Baccellieri: Masks, fundraisers, and smallpox-only teams: How baseball Has dealt with infectious diseases before
From Emma Baccellieri at Sports Illustrated on March 9, 2020:
The pictures show an old-school baseball game, typical in every way save one: Everyone wears a mask. There’s a face mask on the hitter, the bench and the crowd. Underneath their standard equipment, the umpire and catcher have them, too.
This is how the Pasadena Merchants and Standard-Murphys played a game in the Southern California Winter League on January 26, 1919. The influenza epidemic that had started the previous year was spreading, and California was concerned. Pasadena had started requiring residents to wear masks in public; on the first day that the rule went into effect, the city made 60 arrests to show that the new law was for real. So how does a baseball team operate under these regulations? Simple: Just make everyone wear a mask. Per the Los Angeles Times, “even when sliding for bases, the runners managed to keep the cloth over their noses and mouths.”
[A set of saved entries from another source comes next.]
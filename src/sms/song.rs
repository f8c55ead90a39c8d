//! The objects an SMS document builds up while it compiles: the song header, instrument
//! tracks with their per-line note state, drum keys, chords, and macro/arp bodies.

pub(crate) const DEFAULT_OCTAVE: i32 = 5;
pub(crate) const DEFAULT_DURATION: u32 = 4;
pub(crate) const DEFAULT_VOLUME: u8 = 127;
pub(crate) const DEFAULT_BPM: u8 = 120;
pub(crate) const DEFAULT_PPQN: u16 = 96;

/// The MIDI note a freshly defined drum key strikes (a low percussion tick).
pub(crate) const DEFAULT_DRUM_KEY: u8 = 31;

/// Chord offsets, chord-step indices, and base-note offsets all live in 0..=24.
pub(crate) const MAX_NOTE_OFFSET: u32 = 24;

/// A chord stores at most this many tones.
pub(crate) const CHORD_SLOTS: usize = 7;

/// Chords and arps sound relative to this octave.
pub(crate) const CHORD_OCTAVE: i32 = 3;

/// The time divisions a header may select.
pub(crate) const PPQN_CHOICES: [u16; 6] = [24, 48, 96, 192, 384, 768];

/// The duration denominators a note may select.
pub(crate) const DURATION_CHOICES: [u32; 7] = [1, 2, 4, 8, 16, 32, 64];

/// Song-wide settings. The bar length is not stored; it derives from the time signature and
/// the division, so changing `ppqn` mid-song rescales the bar exactly.
#[derive(Clone, Debug, Eq, PartialEq)]
pub(crate) struct SongHeader {
    pub(crate) name: String,
    pub(crate) bpm: u8,
    pub(crate) ppqn: u16,
    pub(crate) sig_count: u32,
    pub(crate) sig_unit: u32,
    pub(crate) drum_kit: u8,
}

impl SongHeader {
    pub(crate) fn new() -> Self {
        Self {
            name: "SMS".to_string(),
            bpm: DEFAULT_BPM,
            ppqn: DEFAULT_PPQN,
            sig_count: 4,
            sig_unit: 4,
            drum_kit: 0,
        }
    }

    /// The bar length in ticks, `ppqn * 4 * N / D`. Exact for every legal combination since
    /// `ppqn * 4` is divisible by the largest allowed denominator.
    pub(crate) fn bar(&self) -> u32 {
        u32::from(self.ppqn) * 4 * self.sig_count / self.sig_unit
    }
}

/// What a note word names: silence, a drum beat, or a pitch step. For instrument notes the
/// step is a semitone within the octave (0..=11); for arp and base-note words it is an
/// offset 0..=24.
#[derive(Clone, Copy, Debug, Eq, PartialEq)]
pub(crate) enum NoteKey {
    Pause,
    Beat,
    Step(u8),
}

/// The note defaults a track carries between words. Octave, duration, and volume persist
/// from word to word within a line; half-tone and the dot reset at each word; everything
/// but the pending hold resets at each newline.
#[derive(Clone, Copy, Debug, Eq, PartialEq)]
pub(crate) struct NoteState {
    pub(crate) key: NoteKey,
    pub(crate) half: i32,
    pub(crate) octave: i32,
    pub(crate) duration: u32,
    pub(crate) dotted: bool,
    pub(crate) volume: u8,
    /// `_` appeared on the word just parsed.
    pub(crate) held: bool,
    /// A sounding note whose off is deferred until the next word on the track.
    pub(crate) hold: Option<u8>,
}

impl NoteState {
    pub(crate) fn new() -> Self {
        Self {
            key: NoteKey::Pause,
            half: 0,
            octave: DEFAULT_OCTAVE,
            duration: DEFAULT_DURATION,
            dotted: false,
            volume: DEFAULT_VOLUME,
            held: false,
            hold: None,
        }
    }

    /// The per-line reset. The pending hold survives so ties can cross lines.
    pub(crate) fn reset_line_defaults(&mut self) {
        self.half = 0;
        self.octave = DEFAULT_OCTAVE;
        self.duration = DEFAULT_DURATION;
        self.dotted = false;
        self.volume = DEFAULT_VOLUME;
    }
}

/// An instrument track: the MIDI channel/bank/program it plays on and its note state. The
/// track's position in the compiler's track store is its stable identity; events refer to
/// it by that index.
#[derive(Clone, Debug, Eq, PartialEq)]
pub(crate) struct InstrumentTrack {
    pub(crate) name: String,
    pub(crate) channel: u8,
    pub(crate) bank: u8,
    pub(crate) program: u8,
    pub(crate) note: NoteState,
}

impl InstrumentTrack {
    pub(crate) fn new<S: Into<String>>(name: S) -> Self {
        Self {
            name: name.into(),
            channel: 0,
            bank: 0,
            program: 0,
            note: NoteState::new(),
        }
    }
}

/// A named drum key, playable on the drum track.
#[derive(Clone, Copy, Debug, Eq, PartialEq)]
pub(crate) struct DrumKey {
    pub(crate) key: u8,
}

impl DrumKey {
    pub(crate) fn new() -> Self {
        Self {
            key: DEFAULT_DRUM_KEY,
        }
    }
}

/// A chord type: up to seven semitone offsets above the root. Unfilled slots are absent.
#[derive(Clone, Copy, Debug, Default, Eq, PartialEq)]
pub(crate) struct Chord {
    pub(crate) offsets: [Option<u8>; CHORD_SLOTS],
}

#[derive(Clone, Copy, Debug, Eq, PartialEq)]
pub(crate) enum MacroKind {
    Macro,
    Arp,
}

/// A recorded word list: the body of a macro (replayed through the compiler) or of an arp
/// (replayed through the arp note parser). `start_line` anchors error positions.
#[derive(Clone, Debug, Eq, PartialEq)]
pub(crate) struct MacroDef {
    pub(crate) name: String,
    pub(crate) kind: MacroKind,
    pub(crate) start_line: u32,
    pub(crate) words: Vec<String>,
}

impl MacroDef {
    pub(crate) fn new<S: Into<String>>(name: S, kind: MacroKind, start_line: u32) -> Self {
        Self {
            name: name.into(),
            kind,
            start_line,
            words: Vec::new(),
        }
    }
}

#[test]
fn bar_length_follows_signature_and_division() {
    let mut header = SongHeader::new();
    assert_eq!(384, header.bar());
    header.sig_count = 3;
    header.sig_unit = 8;
    assert_eq!(144, header.bar());
    header.ppqn = 192;
    assert_eq!(288, header.bar());
}

#[test]
fn line_reset_keeps_hold() {
    let mut note = NoteState::new();
    note.octave = 7;
    note.duration = 16;
    note.hold = Some(60);
    note.reset_line_defaults();
    assert_eq!(DEFAULT_OCTAVE, note.octave);
    assert_eq!(DEFAULT_DURATION, note.duration);
    assert_eq!(Some(60), note.hold);
}
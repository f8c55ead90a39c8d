/*!
The `macros` module provides macros for internal use.
!*/

macro_rules! write_u8 {
    ($w:expr, $val:expr) => {
        $w.write_all(&[$val]).context(wr!())
    };
}
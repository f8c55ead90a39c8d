//! The unordered event stream the compiler emits. Events carry absolute tick times and a
//! globally increasing emission id; finalization sorts them by track name, then time, then
//! id, so that simultaneous events keep their source order.

use crate::core::Message;
use crate::file::QuartersPerMinute;

/// What a score event does when it reaches the finalizer.
#[derive(Clone, Copy, Debug, Eq, PartialEq)]
pub(crate) enum ScoreEventKind {
    /// A channel voice message, written with its elapsed delta time.
    Channel(Message),
    /// A tempo change, written as a set-tempo meta event.
    Tempo(QuartersPerMinute),
}

#[derive(Clone, Copy, Debug, Eq, PartialEq)]
pub(crate) struct ScoreEvent {
    /// Index of the owning track in the compiler's track store.
    pub(crate) track: usize,
    /// Emission order, unique across the whole compilation.
    pub(crate) id: u32,
    /// Absolute time in ticks.
    pub(crate) time: u32,
    pub(crate) kind: ScoreEventKind,
}

#[derive(Clone, Debug, Default)]
pub(crate) struct EventList {
    events: Vec<ScoreEvent>,
}

impl EventList {
    pub(crate) fn new() -> Self {
        Self::default()
    }

    pub(crate) fn push(&mut self, track: usize, time: u32, kind: ScoreEventKind) {
        let id = self.events.len() as u32;
        self.events.push(ScoreEvent {
            track,
            id,
            time,
            kind,
        });
    }

    pub(crate) fn len(&self) -> usize {
        self.events.len()
    }

    /// Order for writing: track name (ASCII-lexicographic), then time, then emission id.
    /// Names are resolved through the track index; `names` must parallel the track store.
    pub(crate) fn into_sorted(self, names: &[&str]) -> Vec<ScoreEvent> {
        let mut events = self.events;
        events.sort_by(|a, b| {
            names[a.track]
                .cmp(names[b.track])
                .then(a.time.cmp(&b.time))
                .then(a.id.cmp(&b.id))
        });
        events
    }
}

#[cfg(test)]
mod tests {
    use super::*;

    #[test]
    fn sort_groups_by_name_then_time_then_id() {
        let names = ["INST", "DRUM"];
        let mut list = EventList::new();
        list.push(0, 50, ScoreEventKind::Channel(Message::note_on(0, 60, 127))); // id 0
        list.push(1, 10, ScoreEventKind::Channel(Message::note_on(9, 31, 127))); // id 1
        list.push(0, 0, ScoreEventKind::Channel(Message::note_on(0, 62, 127))); // id 2
        list.push(0, 0, ScoreEventKind::Channel(Message::note_on(0, 64, 127))); // id 3
        let sorted = list.into_sorted(&names);
        // DRUM sorts before INST; same-time events keep emission order
        let order: Vec<(usize, u32, u32)> =
            sorted.iter().map(|e| (e.track, e.time, e.id)).collect();
        assert_eq!(vec![(1, 10, 1), (0, 0, 2), (0, 0, 3), (0, 50, 0)], order);
    }
}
This was not how most baseball teams addressed the flu. While the MLB season was cut a few weeks short in 1918, that was due less to the outbreak and more to World War I, and it started back on schedule in 1919. But MLB went without any formal protocol about how to handle the outbreak, with no serious talk of canceled games or empty stadiums, and baseball went on, even as the illness came for some of its key figures. (It’s worth saying here that there was no commissioner to issue any formal protocol: Kenesaw Mountain Landis didn’t become the first to hold the gig until a year later, as an answer to the Black Sox scandal.)